## TASK DETAILS
Copy out all of the entries below without any change.

= Beginning of Section =

use super::{VideoAsset, YoutubeUrl};
use crate::{Error, Result, config::VideoConfig};
use async_trait::async_trait;
use std::{
    path::{Path, PathBuf},
    process::Stdio,
    time::Duration,
};
use tokio::process::Command;
use tracing::{debug, error, info};

/// Highest-resolution progressive stream, falling back to whatever is best.
const FORMAT_SELECTOR: &str = "best[ext=mp4]/best";

#[async_trait]
pub trait VideoRetriever: Send + Sync {
    async fn fetch(&self, url: &YoutubeUrl) -> Result<VideoAsset>;
}

/// Downloads videos by shelling out to `yt-dlp`.
pub struct YtDlpRetriever {
    program: String,
    extra_args: Vec<String>,
    download_dir: PathBuf,
    timeout: Duration,
}

impl YtDlpRetriever {
    pub fn new(config: VideoConfig) -> Self {
        Self {
            program: config.yt_dlp_path,
            extra_args: config.extra_args,
            download_dir: config.download_dir,
            timeout: Duration::from_secs(config.download_timeout_secs),
        }
    }

    fn build_command(&self, url: &YoutubeUrl, workdir: &Path) -> Command {
        let template = workdir.join("%(id)s.%(ext)s");

        let mut command = Command::new(&self.program);
        command
            .args(&self.extra_args)
            .arg("--no-playlist")
            .arg("--no-progress")
            .arg("-f")
            .arg(FORMAT_SELECTOR)
            .arg("-o")
            .arg(template)
            .arg(url.as_str())
            .stdin(Stdio::null())
            .stdout(Stdio::null())
            .stderr(Stdio::piped())
            .kill_on_drop(true);
        command
    }

    /// yt-dlp leaves `.part` and `.ytdl` files behind on partial downloads.
    async fn find_downloaded_file(workdir: &Path) -> Result<Option<(PathBuf, u64)>> {
        let mut entries = tokio::fs::read_dir(workdir).await?;
        while let Some(entry) = entries.next_entry().await? {
            let path = entry.path();
            let is_partial = path
                .extension()
                .is_some_and(|ext| ext == "part" || ext == "ytdl");
            let metadata = entry.metadata().await?;
            if metadata.is_file() && !is_partial {
                return Ok(Some((path, metadata.len())));
            }
        }
        Ok(None)
    }
}

fn last_error_line(stderr: &[u8]) -> String {
    String::from_utf8_lossy(stderr)
        .lines()
        .rev()
        .map(str::trim)
        .find(|line| !line.is_empty())
        .unwrap_or("no error output")
        .to_string()
}

#[async_trait]
impl VideoRetriever for YtDlpRetriever {
    async fn fetch(&self, url: &YoutubeUrl) -> Result<VideoAsset> {
        info!("Downloading YouTube video: {}", url);

        tokio::fs::create_dir_all(&self.download_dir)
            .await
            .map_err(|e| {
                Error::retrieval(format!(
                    "cannot create download directory {}: {}",
                    self.download_dir.display(),
                    e
                ))
            })?;

        let workdir = tempfile::Builder::new()
            .prefix(&format!("{}-", url.video_id()))
            .tempdir_in(&self.download_dir)
            .map_err(|e| Error::retrieval(format!("cannot create download workdir: {}", e)))?;

        let mut command = self.build_command(url, workdir.path());
        debug!("Running {:?}", command);

        let output = match tokio::time::timeout(self.timeout, command.output()).await {
            Ok(Ok(output)) => output,
            Ok(Err(e)) => {
                error!("Failed to start {}: {}", self.program, e);
                return Err(Error::retrieval(format!(
                    "failed to run {}: {}",
                    self.program, e
                )));
            }
            Err(_) => {
                error!("Download of {} timed out after {:?}", url, self.timeout);
                return Err(Error::retrieval(format!(
                    "download timed out after {} seconds",
                    self.timeout.as_secs()
                )));
            }
        };

        if !output.status.success() {
            let reason = last_error_line(&output.stderr);
            error!("YouTube video download failed for {}: {}", url, reason);
            return Err(Error::retrieval(reason));
        }

        let (path, size_bytes) = Self::find_downloaded_file(workdir.path())
            .await
            .map_err(|e| Error::retrieval(format!("cannot inspect download workdir: {}", e)))?
            .ok_or_else(|| Error::retrieval(format!("{} produced no video file", self.program)))?;

        info!("Video downloaded: {} ({} bytes)", path.display(), size_bytes);

        Ok(VideoAsset::new(url.as_str(), path, size_bytes, workdir))
    }
}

= End of Section =

## EXPECTED ANSWER
use super::{VideoAsset, YoutubeUrl};
use crate::{Error, Result, config::VideoConfig};
use async_trait::async_trait;
use std::{
    path::{Path, PathBuf},
    process::Stdio,
    time::Duration,
};
use tokio::process::Command;
use tracing::{debug, error, info};

/// Highest-resolution progressive stream, falling back to whatever is best.
const FORMAT_SELECTOR: &str = "best[ext=mp4]/best";

#[async_trait]
pub trait VideoRetriever: Send + Sync {
    async fn fetch(&self, url: &YoutubeUrl) -> Result<VideoAsset>;
}

/// Downloads videos by shelling out to `yt-dlp`.
pub struct YtDlpRetriever {
    program: String,
    extra_args: Vec<String>,
    download_dir: PathBuf,
    timeout: Duration,
}

impl YtDlpRetriever {
    pub fn new(config: VideoConfig) -> Self {
        Self {
            program: config.yt_dlp_path,
            extra_args: config.extra_args,
            download_dir: config.download_dir,
            timeout: Duration::from_secs(config.download_timeout_secs),
        }
    }

    fn build_command(&self, url: &YoutubeUrl, workdir: &Path) -> Command {
        let template = workdir.join("%(id)s.%(ext)s");

        let mut command = Command::new(&self.program);
        command
            .args(&self.extra_args)
            .arg("--no-playlist")
            .arg("--no-progress")
            .arg("-f")
            .arg(FORMAT_SELECTOR)
            .arg("-o")
            .arg(template)
            .arg(url.as_str())
            .stdin(Stdio::null())
            .stdout(Stdio::null())
            .stderr(Stdio::piped())
            .kill_on_drop(true);
        command
    }

    /// yt-dlp leaves `.part` and `.ytdl` files behind on partial downloads.
    async fn find_downloaded_file(workdir: &Path) -> Result<Option<(PathBuf, u64)>> {
        let mut entries = tokio::fs::read_dir(workdir).await?;
        while let Some(entry) = entries.next_entry().await? {
            let path = entry.path();
            let is_partial = path
                .extension()
                .is_some_and(|ext| ext == "part" || ext == "ytdl");
            let metadata = entry.metadata().await?;
            if metadata.is_file() && !is_partial {
                return Ok(Some((path, metadata.len())));
            }
        }
        Ok(None)
    }
}

fn last_error_line(stderr: &[u8]) -> String {
    String::from_utf8_lossy(stderr)
        .lines()
        .rev()
        .map(str::trim)
        .find(|line| !line.is_empty())
        .unwrap_or("no error output")
        .to_string()
}

#[async_trait]
impl VideoRetriever for YtDlpRetriever {
    async fn fetch(&self, url: &YoutubeUrl) -> Result<VideoAsset> {
        info!("Downloading YouTube video: {}", url);

        tokio::fs::create_dir_all(&self.download_dir)
            .await
            .map_err(|e| {
                Error::retrieval(format!(
                    "cannot create download directory {}: {}",
                    self.download_dir.display(),
                    e
                ))
            })?;

        let workdir = tempfile::Builder::new()
            .prefix(&format!("{}-", url.video_id()))
            .tempdir_in(&self.download_dir)
            .map_err(|e| Error::retrieval(format!("cannot create download workdir: {}", e)))?;

        let mut command = self.build_command(url, workdir.path());
        debug!("Running {:?}", command);

        let output = match tokio::time::timeout(self.timeout, command.output()).await {
            Ok(Ok(output)) => output,
            Ok(Err(e)) => {
                error!("Failed to start {}: {}", self.program, e);
                return Err(Error::retrieval(format!(
                    "failed to run {}: {}",
                    self.program, e
                )));
            }
            Err(_) => {
                error!("Download of {} timed out after {:?}", url, self.timeout);
                return Err(Error::retrieval(format!(
                    "download timed out after {} seconds",
                    self.timeout.as_secs()
                )));
            }
        };

        if !output.status.success() {
            let reason = last_error_line(&output.stderr);
            error!("YouTube video download failed for {}: {}", url, reason);
            return Err(Error::retrieval(reason));
        }

        let (path, size_bytes) = Self::find_downloaded_file(workdir.path())
            .await
            .map_err(|e| Error::retrieval(format!("cannot inspect download workdir: {}", e)))?
            .ok_or_else(|| Error::retrieval(format!("{} produced no video file", self.program)))?;

        info!("Video downloaded: {} ({} bytes)", path.display(), size_bytes);

        Ok(VideoAsset::new(url.as_str(), path, size_bytes, workdir))
    }
}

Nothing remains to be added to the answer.